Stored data
=====

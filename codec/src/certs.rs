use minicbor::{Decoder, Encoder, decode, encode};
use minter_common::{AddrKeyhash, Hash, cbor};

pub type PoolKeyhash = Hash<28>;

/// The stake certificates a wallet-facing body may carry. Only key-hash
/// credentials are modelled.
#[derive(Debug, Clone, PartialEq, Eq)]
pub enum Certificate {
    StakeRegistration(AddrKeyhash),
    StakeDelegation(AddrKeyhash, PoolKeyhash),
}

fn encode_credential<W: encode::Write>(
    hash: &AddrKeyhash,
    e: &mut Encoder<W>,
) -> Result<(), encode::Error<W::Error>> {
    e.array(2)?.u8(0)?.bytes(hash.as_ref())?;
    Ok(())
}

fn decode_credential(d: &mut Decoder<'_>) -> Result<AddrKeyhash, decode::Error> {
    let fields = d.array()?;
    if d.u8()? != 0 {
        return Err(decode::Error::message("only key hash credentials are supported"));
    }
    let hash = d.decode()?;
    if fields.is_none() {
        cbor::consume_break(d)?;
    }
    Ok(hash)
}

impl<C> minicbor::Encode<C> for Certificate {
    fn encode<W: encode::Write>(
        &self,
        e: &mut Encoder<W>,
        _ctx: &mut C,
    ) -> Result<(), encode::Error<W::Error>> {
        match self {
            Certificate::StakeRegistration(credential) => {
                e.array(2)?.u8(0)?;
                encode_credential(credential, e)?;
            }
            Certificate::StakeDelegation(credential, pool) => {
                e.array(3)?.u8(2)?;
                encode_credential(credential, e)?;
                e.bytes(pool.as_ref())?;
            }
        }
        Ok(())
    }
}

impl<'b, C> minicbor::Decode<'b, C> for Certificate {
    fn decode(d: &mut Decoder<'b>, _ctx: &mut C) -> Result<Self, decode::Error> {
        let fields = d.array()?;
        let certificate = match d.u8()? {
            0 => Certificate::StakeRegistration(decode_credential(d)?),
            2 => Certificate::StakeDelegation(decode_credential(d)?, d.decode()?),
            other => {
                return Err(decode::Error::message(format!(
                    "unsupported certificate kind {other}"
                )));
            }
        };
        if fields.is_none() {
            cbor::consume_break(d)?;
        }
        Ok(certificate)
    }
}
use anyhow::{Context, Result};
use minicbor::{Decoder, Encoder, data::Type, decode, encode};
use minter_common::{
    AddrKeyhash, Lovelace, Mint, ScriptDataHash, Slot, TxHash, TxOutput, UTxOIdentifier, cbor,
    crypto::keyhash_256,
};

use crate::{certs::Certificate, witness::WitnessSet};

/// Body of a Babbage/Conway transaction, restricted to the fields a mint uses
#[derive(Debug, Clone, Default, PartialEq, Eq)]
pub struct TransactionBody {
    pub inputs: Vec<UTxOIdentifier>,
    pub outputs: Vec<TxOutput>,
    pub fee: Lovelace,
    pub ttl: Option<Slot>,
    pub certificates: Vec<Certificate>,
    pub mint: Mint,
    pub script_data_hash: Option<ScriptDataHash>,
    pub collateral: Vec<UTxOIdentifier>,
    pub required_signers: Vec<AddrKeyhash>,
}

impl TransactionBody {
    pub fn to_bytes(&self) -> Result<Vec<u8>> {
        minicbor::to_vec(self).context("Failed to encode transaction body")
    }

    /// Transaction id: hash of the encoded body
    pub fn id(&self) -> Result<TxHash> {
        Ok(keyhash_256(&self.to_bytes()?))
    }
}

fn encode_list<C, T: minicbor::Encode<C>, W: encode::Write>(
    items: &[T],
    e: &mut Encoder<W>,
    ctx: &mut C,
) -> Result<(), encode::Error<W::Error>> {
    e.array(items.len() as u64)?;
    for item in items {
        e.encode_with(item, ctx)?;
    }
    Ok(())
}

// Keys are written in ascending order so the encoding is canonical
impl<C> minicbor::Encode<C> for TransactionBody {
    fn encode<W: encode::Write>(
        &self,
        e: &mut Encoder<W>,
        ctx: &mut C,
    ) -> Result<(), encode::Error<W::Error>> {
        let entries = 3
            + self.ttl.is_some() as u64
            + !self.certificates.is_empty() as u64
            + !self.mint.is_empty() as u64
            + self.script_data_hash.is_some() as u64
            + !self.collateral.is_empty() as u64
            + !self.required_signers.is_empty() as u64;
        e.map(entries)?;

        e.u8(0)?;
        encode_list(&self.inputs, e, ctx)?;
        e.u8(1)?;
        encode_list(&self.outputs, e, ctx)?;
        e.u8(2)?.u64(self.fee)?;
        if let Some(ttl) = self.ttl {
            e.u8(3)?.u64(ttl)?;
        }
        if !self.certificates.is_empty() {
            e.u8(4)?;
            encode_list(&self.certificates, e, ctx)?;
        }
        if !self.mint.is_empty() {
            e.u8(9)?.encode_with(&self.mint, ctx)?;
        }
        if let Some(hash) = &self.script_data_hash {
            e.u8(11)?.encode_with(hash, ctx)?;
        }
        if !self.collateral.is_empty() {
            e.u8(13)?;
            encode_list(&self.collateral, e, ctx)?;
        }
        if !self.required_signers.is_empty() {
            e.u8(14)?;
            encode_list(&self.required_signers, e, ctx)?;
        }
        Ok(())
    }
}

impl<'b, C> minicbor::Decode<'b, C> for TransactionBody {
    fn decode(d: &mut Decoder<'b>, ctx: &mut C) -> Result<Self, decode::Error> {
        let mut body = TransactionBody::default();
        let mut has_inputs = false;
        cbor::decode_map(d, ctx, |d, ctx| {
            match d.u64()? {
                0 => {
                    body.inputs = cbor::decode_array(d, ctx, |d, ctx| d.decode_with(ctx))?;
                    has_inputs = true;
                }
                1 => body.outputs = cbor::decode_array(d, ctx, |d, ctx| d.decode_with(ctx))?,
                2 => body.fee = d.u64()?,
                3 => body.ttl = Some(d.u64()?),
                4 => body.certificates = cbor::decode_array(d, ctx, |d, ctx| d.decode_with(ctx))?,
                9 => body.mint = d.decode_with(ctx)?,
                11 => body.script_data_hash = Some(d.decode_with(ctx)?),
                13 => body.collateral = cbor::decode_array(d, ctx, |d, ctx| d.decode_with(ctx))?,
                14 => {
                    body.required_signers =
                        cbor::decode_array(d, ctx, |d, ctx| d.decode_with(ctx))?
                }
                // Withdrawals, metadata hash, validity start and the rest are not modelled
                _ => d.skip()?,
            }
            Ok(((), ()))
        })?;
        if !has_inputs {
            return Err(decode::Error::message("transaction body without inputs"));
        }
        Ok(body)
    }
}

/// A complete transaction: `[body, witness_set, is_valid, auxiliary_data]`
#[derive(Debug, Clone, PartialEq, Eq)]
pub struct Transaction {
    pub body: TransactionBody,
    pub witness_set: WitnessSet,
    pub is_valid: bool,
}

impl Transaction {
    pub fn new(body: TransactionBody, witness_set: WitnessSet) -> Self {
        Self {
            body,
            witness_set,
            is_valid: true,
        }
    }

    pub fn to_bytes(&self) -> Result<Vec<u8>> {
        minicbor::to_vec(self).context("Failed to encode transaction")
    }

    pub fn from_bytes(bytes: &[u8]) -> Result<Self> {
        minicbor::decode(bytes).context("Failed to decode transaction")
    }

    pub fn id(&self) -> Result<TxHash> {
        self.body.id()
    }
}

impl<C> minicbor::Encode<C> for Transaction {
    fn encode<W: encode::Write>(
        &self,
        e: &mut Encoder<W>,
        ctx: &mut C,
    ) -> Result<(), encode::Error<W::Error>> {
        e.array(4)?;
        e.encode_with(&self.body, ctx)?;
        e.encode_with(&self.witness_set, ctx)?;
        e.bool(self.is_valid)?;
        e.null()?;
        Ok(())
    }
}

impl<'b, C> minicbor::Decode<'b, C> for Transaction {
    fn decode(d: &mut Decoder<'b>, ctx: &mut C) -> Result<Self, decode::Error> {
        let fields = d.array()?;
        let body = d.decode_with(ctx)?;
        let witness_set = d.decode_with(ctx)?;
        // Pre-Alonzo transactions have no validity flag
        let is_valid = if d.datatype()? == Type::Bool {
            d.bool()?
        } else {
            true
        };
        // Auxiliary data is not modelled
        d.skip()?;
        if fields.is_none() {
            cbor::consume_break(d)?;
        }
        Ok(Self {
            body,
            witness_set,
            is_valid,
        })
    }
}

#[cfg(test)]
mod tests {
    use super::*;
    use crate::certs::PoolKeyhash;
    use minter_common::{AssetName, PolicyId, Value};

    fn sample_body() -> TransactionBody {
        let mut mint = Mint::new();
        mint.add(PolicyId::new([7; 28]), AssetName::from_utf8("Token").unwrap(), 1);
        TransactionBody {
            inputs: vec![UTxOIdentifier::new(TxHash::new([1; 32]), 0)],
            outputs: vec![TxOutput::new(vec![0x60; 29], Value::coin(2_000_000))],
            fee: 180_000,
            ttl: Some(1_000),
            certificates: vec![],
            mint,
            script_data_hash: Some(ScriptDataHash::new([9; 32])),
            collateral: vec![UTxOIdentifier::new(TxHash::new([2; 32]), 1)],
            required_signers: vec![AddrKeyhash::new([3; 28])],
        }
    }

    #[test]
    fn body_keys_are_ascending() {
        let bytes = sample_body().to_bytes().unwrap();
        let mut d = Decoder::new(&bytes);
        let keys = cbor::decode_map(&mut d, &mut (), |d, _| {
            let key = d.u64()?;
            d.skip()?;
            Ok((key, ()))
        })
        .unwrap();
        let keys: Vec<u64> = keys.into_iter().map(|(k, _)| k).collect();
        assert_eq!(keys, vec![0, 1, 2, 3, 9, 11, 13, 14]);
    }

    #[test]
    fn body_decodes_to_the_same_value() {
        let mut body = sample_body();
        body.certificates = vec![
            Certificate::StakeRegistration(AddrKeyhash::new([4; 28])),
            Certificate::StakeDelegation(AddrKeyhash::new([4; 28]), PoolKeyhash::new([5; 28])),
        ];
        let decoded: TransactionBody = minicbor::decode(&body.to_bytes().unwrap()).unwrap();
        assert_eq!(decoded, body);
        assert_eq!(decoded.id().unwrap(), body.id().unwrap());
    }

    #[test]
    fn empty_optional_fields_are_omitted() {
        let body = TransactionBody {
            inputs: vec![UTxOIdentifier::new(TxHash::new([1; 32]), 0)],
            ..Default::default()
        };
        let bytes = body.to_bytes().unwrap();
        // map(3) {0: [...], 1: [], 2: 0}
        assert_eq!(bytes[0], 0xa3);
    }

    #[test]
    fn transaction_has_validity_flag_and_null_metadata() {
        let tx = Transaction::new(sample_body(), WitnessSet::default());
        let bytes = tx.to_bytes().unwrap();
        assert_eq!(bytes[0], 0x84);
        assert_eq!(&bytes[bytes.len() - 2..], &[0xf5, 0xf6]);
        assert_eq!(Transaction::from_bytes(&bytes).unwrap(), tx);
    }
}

=====

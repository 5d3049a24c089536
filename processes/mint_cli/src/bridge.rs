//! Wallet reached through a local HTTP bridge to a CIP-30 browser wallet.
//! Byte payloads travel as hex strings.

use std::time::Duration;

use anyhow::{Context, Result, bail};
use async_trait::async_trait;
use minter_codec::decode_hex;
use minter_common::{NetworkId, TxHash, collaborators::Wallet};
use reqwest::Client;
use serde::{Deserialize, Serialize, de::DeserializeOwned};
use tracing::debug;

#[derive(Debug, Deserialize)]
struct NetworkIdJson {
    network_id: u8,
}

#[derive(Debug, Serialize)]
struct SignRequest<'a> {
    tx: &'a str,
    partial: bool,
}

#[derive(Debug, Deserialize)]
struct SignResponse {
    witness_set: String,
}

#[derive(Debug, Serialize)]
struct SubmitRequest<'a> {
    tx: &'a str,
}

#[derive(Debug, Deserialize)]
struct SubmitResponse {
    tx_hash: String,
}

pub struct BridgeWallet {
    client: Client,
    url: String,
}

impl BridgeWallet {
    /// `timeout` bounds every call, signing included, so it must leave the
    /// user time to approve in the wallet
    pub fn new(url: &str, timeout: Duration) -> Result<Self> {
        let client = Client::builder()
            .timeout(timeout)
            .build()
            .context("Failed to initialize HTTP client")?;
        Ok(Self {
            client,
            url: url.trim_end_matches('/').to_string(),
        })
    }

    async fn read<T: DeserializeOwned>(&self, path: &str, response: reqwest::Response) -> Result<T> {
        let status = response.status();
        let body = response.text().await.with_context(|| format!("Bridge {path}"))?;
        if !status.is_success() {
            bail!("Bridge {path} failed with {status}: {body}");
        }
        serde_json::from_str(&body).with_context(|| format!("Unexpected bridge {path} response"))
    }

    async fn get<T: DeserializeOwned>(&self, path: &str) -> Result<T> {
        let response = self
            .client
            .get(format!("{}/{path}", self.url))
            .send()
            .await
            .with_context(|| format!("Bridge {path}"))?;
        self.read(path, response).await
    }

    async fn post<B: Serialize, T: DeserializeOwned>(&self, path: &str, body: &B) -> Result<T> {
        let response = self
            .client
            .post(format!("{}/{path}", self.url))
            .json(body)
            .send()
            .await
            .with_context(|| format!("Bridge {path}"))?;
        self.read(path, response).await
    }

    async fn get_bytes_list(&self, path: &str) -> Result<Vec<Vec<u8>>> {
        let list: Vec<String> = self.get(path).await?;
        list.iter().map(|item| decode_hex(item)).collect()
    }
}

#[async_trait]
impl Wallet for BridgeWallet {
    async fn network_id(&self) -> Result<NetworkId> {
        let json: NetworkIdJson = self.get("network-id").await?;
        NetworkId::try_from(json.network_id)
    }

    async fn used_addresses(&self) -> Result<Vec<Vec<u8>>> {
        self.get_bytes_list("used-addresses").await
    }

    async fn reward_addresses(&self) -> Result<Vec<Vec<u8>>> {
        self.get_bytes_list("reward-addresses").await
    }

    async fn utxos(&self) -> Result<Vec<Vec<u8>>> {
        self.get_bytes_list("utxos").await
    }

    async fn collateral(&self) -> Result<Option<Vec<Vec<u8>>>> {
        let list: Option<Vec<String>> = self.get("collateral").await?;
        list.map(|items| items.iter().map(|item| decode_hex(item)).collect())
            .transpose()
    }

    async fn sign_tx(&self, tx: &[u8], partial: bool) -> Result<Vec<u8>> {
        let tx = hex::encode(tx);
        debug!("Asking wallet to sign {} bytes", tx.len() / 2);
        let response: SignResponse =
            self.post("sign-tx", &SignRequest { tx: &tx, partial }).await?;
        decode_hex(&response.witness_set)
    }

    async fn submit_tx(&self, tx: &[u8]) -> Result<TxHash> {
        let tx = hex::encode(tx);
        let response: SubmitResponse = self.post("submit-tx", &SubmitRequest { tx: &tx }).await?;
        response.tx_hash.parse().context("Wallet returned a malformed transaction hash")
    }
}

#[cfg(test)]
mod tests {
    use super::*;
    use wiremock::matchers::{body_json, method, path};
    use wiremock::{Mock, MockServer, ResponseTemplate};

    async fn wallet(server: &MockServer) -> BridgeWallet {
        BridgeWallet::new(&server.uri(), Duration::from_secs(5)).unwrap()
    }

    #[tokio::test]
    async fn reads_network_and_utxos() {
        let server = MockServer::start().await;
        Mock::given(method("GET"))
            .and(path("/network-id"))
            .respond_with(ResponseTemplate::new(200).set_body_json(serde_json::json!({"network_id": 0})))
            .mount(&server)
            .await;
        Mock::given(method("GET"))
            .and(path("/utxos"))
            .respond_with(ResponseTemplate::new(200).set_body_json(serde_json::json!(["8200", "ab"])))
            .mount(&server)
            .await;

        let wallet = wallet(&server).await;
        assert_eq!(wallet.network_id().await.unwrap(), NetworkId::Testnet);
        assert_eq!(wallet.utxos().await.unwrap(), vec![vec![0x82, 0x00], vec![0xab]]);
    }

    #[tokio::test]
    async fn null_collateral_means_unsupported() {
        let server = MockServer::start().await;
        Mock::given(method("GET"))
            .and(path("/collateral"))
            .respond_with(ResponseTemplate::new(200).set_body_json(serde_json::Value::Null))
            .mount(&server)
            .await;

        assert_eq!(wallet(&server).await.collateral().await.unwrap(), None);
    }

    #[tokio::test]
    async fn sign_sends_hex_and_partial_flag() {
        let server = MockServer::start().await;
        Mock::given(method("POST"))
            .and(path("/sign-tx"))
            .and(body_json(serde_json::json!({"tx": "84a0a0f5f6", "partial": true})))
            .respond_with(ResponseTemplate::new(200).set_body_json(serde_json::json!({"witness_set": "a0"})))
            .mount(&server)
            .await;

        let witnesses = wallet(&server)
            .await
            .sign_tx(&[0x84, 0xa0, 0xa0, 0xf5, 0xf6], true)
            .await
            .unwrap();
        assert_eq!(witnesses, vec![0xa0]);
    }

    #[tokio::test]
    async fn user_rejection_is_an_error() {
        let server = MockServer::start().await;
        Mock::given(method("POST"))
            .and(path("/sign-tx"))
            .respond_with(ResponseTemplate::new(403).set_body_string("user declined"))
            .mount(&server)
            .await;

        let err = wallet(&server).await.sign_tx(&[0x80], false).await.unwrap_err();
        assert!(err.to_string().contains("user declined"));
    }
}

=====

- TRY IT
If a line of the data holds the string "ScriptDataHash", count it. Then state the total and nothing more.

- SOLUTION
3